Immune system suppressors:
These drugs help in reducing colon inflammation by targeting the immune system rather than treating inflammation itself. Immuno-suppressant drugs include:
- Cyclosporine–This drug is ideal for people who don’t respond to other medications. In some cases, this drug may be used to delay surgery until you’re strong enough to undergo the procedure. Cyclosporine’s effects effect last for one to two weeks. Possible side effects of this drug are kidney damage, seizures and fatal infections.
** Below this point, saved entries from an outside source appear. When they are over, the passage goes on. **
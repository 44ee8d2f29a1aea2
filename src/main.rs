//! # job_scout
//!
//! Searches several job boards at once, normalizes what they list into a
//! common posting record, filters the result and computes chart-ready
//! statistics.
//!
//! ## Features
//!
//! - Scrapes Indeed, LinkedIn and RemoteOK search pages concurrently
//! - Tolerates blocked, slow or restructured boards: a failing board
//!   contributes nothing instead of failing the search
//! - Optional relevance filter (every role word must appear) and job type filter
//! - Counts by location, by type, and a 14-day trend, ready for charting
//! - Prints the report as JSON or writes it to a dated directory
//!
//! ## Usage
//!
//! ```sh
//! job_scout -r "backend engineer" -p Berlin --src-indeed --src-linkedin --src-remoteok
//! ```
//!
//! ## Architecture
//!
//! 1. **Gathering**: Each enabled board builds its URL, fetches with a timeout, and extracts postings
//! 2. **Merging**: Outcomes are concatenated in canonical source order
//! 3. **Filtering**: Relevance and type filters narrow the list
//! 4. **Statistics**: Grouped counts and the daily trend are computed
//! 5. **Output**: The report goes to stdout or a JSON file

use chrono::Utc;
use clap::Parser;
use std::error::Error;
use tracing::{debug, info, instrument};
use tracing_subscriber::{EnvFilter, fmt as tfmt};

mod adapter;
mod aggregate;
mod cli;
mod config;
mod fetch;
mod filters;
mod models;
mod outputs;
mod scrapers;
mod search;
mod stats;
mod utils;

use cli::Cli;
use config::Settings;
use fetch::HttpFetcher;
use models::SearchQuery;
use outputs::json::JsonDirSink;
use outputs::{ReportSink, StdoutSink};

#[tokio::main]
#[instrument]
async fn main() -> Result<(), Box<dyn Error>> {
    // --- Tracing init ---
    // Logs go to stderr so a report printed on stdout stays machine-readable.
    let filter = EnvFilter::try_from_default_env().unwrap_or_else(|_| EnvFilter::new("info"));
    tfmt()
        .with_env_filter(filter)
        .with_writer(std::io::stderr)
        .with_target(true)
        .with_file(false)
        .with_line_number(false)
        .with_timer(tracing_subscriber::fmt::time::UtcTime::rfc_3339())
        .init();

    let start_time = std::time::Instant::now();
    info!("job_scout starting up");

    let args = Cli::parse();
    debug!(?args, "Parsed CLI arguments");

    let settings = Settings::load(args.config.as_deref())
        .await?
        .with_overrides(args.timeout_secs, args.user_agent.clone());

    let query = SearchQuery::from_form(&args.to_form(), settings.default_max_results);
    info!(
        role = %query.role,
        place = %query.place,
        max_results = query.max_results,
        sources = ?query.sources,
        "Search query"
    );

    let fetcher = HttpFetcher::new();
    let report = search::run_search(&fetcher, query, &settings, Utc::now()).await;

    match &args.json_output_dir {
        Some(dir) => JsonDirSink::new(dir.clone()).deliver(&report).await?,
        None => StdoutSink.deliver(&report).await?,
    }

    let elapsed = start_time.elapsed();
    info!(
        ?elapsed,
        postings = report.postings.len(),
        "Execution complete"
    );

    Ok(())
}
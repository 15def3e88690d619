use quiver_core::{MetadataResult, TagVocabulary, NO_DESCRIPTION, UNTITLED_PROMPT};

use crate::MetadataError;

/// The object the model is asked to return. Name and description may be
/// absent or null; `tags` must be present.
#[derive(Debug, serde::Deserialize)]
struct CompletionMetadata {
    #[serde(default)]
    generated_name: Option<String>,
    #[serde(default)]
    description: Option<String>,
    tags: Vec<String>,
}

/// Parse the model's message content and turn it into a validated result.
pub fn parse_completion(
    raw: &str,
    vocabulary: &TagVocabulary,
) -> Result<MetadataResult, MetadataError> {
    let json_str = extract_json_object(raw).ok_or_else(|| {
        MetadataError::UpstreamParse("response does not contain a JSON object".to_string())
    })?;

    let metadata: CompletionMetadata = serde_json::from_str(json_str)
        .map_err(|e| MetadataError::UpstreamParse(e.to_string()))?;

    Ok(MetadataResult {
        generated_name: or_placeholder(metadata.generated_name, UNTITLED_PROMPT),
        description: or_placeholder(metadata.description, NO_DESCRIPTION),
        tags: validate_tags(metadata.tags, vocabulary),
    })
}

/// Extract the outermost `{ ... }` span, so prose or code fences around the
/// object do not defeat parsing.
fn extract_json_object(raw: &str) -> Option<&str> {
    let start = raw.find('{')?;
    let end = raw.rfind('}')?;
    if end <= start {
        return None;
    }
    Some(&raw[start..=end])
}

fn or_placeholder(value: Option<String>, placeholder: &str) -> String {
    match value {
        Some(v) if !v.trim().is_empty() => v,
        _ => placeholder.to_string(),
    }
}

/// Keep upstream tags that are vocabulary members, in upstream order and in
/// the vocabulary's spelling.
///
/// With no members left, the first upstream tag is kept verbatim even though
/// it is not a member. With no upstream tags at all, the vocabulary fallback
/// is used.
pub fn validate_tags(upstream: Vec<String>, vocabulary: &TagVocabulary) -> Vec<String> {
    let valid: Vec<String> = upstream
        .iter()
        .filter_map(|tag| vocabulary.canonical(tag))
        .map(str::to_string)
        .collect();

    if !valid.is_empty() {
        return valid;
    }

    match upstream.into_iter().next() {
        Some(first) => {
            tracing::warn!(tag = %first, "no upstream tag is in the vocabulary, keeping the first verbatim");
            vec![first]
        }
        None => vec![vocabulary.fallback().to_string()],
    }
}
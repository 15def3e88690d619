//! API route definitions.

mod health;
mod metadata;

use axum::http::header::{AUTHORIZATION, CONTENT_TYPE};
use axum::http::{HeaderName, Method};
use axum::middleware;
use axum::routing::{get, post};
use axum::Router;
use tower_http::cors::{Any, CorsLayer};

use crate::auth::require_auth;
use crate::state::AppState;

/// Build the complete API router.
///
/// # Route Structure
///
/// ## Public (no auth)
/// - `GET /health` - Health check
///
/// ## Generation (auth when `QUIVER_API_TOKENS` is set)
/// - `POST /generate-prompt-metadata` - Generate name, description and tags
/// - `POST /functions/v1/generate-prompt-metadata` - Same, at the hosted-function path
///
/// Every route sits behind [`cors_layer`], so any `OPTIONS` request is
/// answered with 200 before routing or auth.
pub fn router(state: AppState) -> Router {
    // Public routes (no authentication)
    let public = Router::new().route("/health", get(health::health_check));

    let generation = Router::new()
        .route(
            "/generate-prompt-metadata",
            post(metadata::generate_metadata),
        )
        .route(
            "/functions/v1/generate-prompt-metadata",
            post(metadata::generate_metadata),
        )
        .layer(middleware::from_fn_with_state(state.clone(), require_auth));

    Router::new()
        .merge(public)
        .merge(generation)
        .layer(cors_layer())
        .with_state(state)
}

/// Permissive CORS: any origin, the headers browser clients send.
pub fn cors_layer() -> CorsLayer {
    CorsLayer::new()
        .allow_origin(Any)
        .allow_methods([Method::POST, Method::OPTIONS])
        .allow_headers([
            AUTHORIZATION,
            CONTENT_TYPE,
            HeaderName::from_static("x-client-info"),
            HeaderName::from_static("apikey"),
        ])
}
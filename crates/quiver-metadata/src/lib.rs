//! Metadata generation for Quiver prompts.
//!
//! Given a CustomGPT link and its prompt text, asks a chat-completion model for
//! a title, a short description and a few tags, then checks the tags against a
//! [`TagVocabulary`] before handing the result back. One upstream call per
//! request; nothing is retried, cached or persisted here.

pub mod engine;
mod error;
mod parse;
mod prompt;

use std::sync::Arc;
use std::time::{Duration, Instant};

use tokio::sync::Semaphore;

pub use engine::{
    build_backend, CompletionBackend, CompletionRequest, EngineSettings, LlmBackend,
    OpenAiBackend, Provider,
};
pub use error::MetadataError;
pub use parse::validate_tags;
pub use quiver_core::{MetadataRequest, MetadataResult, TagVocabulary};

/// Generates validated metadata for prompts. Cheap to clone; clones share the
/// backend and the concurrency limit.
#[derive(Clone)]
pub struct MetadataGenerator {
    backend: Arc<dyn CompletionBackend>,
    vocabulary: TagVocabulary,
    system_prompt: Arc<str>,
    timeout: Duration,
    permits: Arc<Semaphore>,
}

impl MetadataGenerator {
    /// Build a generator for the configured provider. Fails up front when the
    /// credential is missing, rather than on every call.
    pub fn new(
        settings: &EngineSettings,
        vocabulary: TagVocabulary,
    ) -> Result<Self, MetadataError> {
        let backend = build_backend(settings)?;
        tracing::info!(
            provider = %settings.provider,
            model = %settings.model,
            timeout_secs = settings.timeout.as_secs(),
            max_concurrent = settings.max_concurrent,
            "metadata generator ready"
        );
        Ok(Self::with_backend(
            backend,
            vocabulary,
            settings.timeout,
            settings.max_concurrent,
        ))
    }

    pub fn with_backend(
        backend: Arc<dyn CompletionBackend>,
        vocabulary: TagVocabulary,
        timeout: Duration,
        max_concurrent: usize,
    ) -> Self {
        let system_prompt = prompt::system_prompt(&vocabulary).into();
        Self {
            backend,
            vocabulary,
            system_prompt,
            timeout,
            permits: Arc::new(Semaphore::new(max_concurrent.max(1))),
        }
    }

    pub fn vocabulary(&self) -> &TagVocabulary {
        &self.vocabulary
    }

    /// Turn a link and its prompt text into a title, description and tags.
    ///
    /// Blank input is rejected before any network traffic. Either a complete
    /// result or an error comes back, never a partial result.
    pub async fn generate(
        &self,
        request: &MetadataRequest,
    ) -> Result<MetadataResult, MetadataError> {
        request.validate()?;

        let completion = CompletionRequest {
            system: self.system_prompt.to_string(),
            user: prompt::user_message(request),
        };

        let started = Instant::now();
        let call = async {
            match self.permits.acquire().await {
                Ok(_permit) => self.backend.complete(&completion).await,
                Err(_) => Err(MetadataError::request(None, "generator is shutting down")),
            }
        };

        let raw = match tokio::time::timeout(self.timeout, call).await {
            Ok(outcome) => outcome?,
            Err(_) => {
                tracing::warn!(
                    timeout_ms = self.timeout.as_millis() as u64,
                    "completion call timed out"
                );
                return Err(MetadataError::request(
                    None,
                    format!("timed out after {}ms", self.timeout.as_millis()),
                ));
            }
        };

        tracing::debug!(raw = %raw, "completion content");

        let result = parse::parse_completion(&raw, &self.vocabulary)?;

        tracing::info!(
            tag_count = result.tags.len(),
            elapsed_ms = started.elapsed().as_millis() as u64,
            "generated prompt metadata"
        );

        Ok(result)
    }
}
So, without recommendation of your doctor, don’t ever try to go with this medicine.
- Infliximab (Remicade)– People with moderate to severe ulcerative colitis who don’t respond to other treatments generally recommend Infliximab. This drug works by neutralizing a protein produced by the immune system known as tumor necrosis factor (TNF).
If drug therapies and other treatments don’t work, then your doctor may recommend surgery to eliminate ulcerative colitis. In surgery to remove or eliminate ulcerative colitis, doctors first remove the entire colon and rectum, then after surgery the patient have to wear a small bag over an opening in his/her abdomen to collect stool.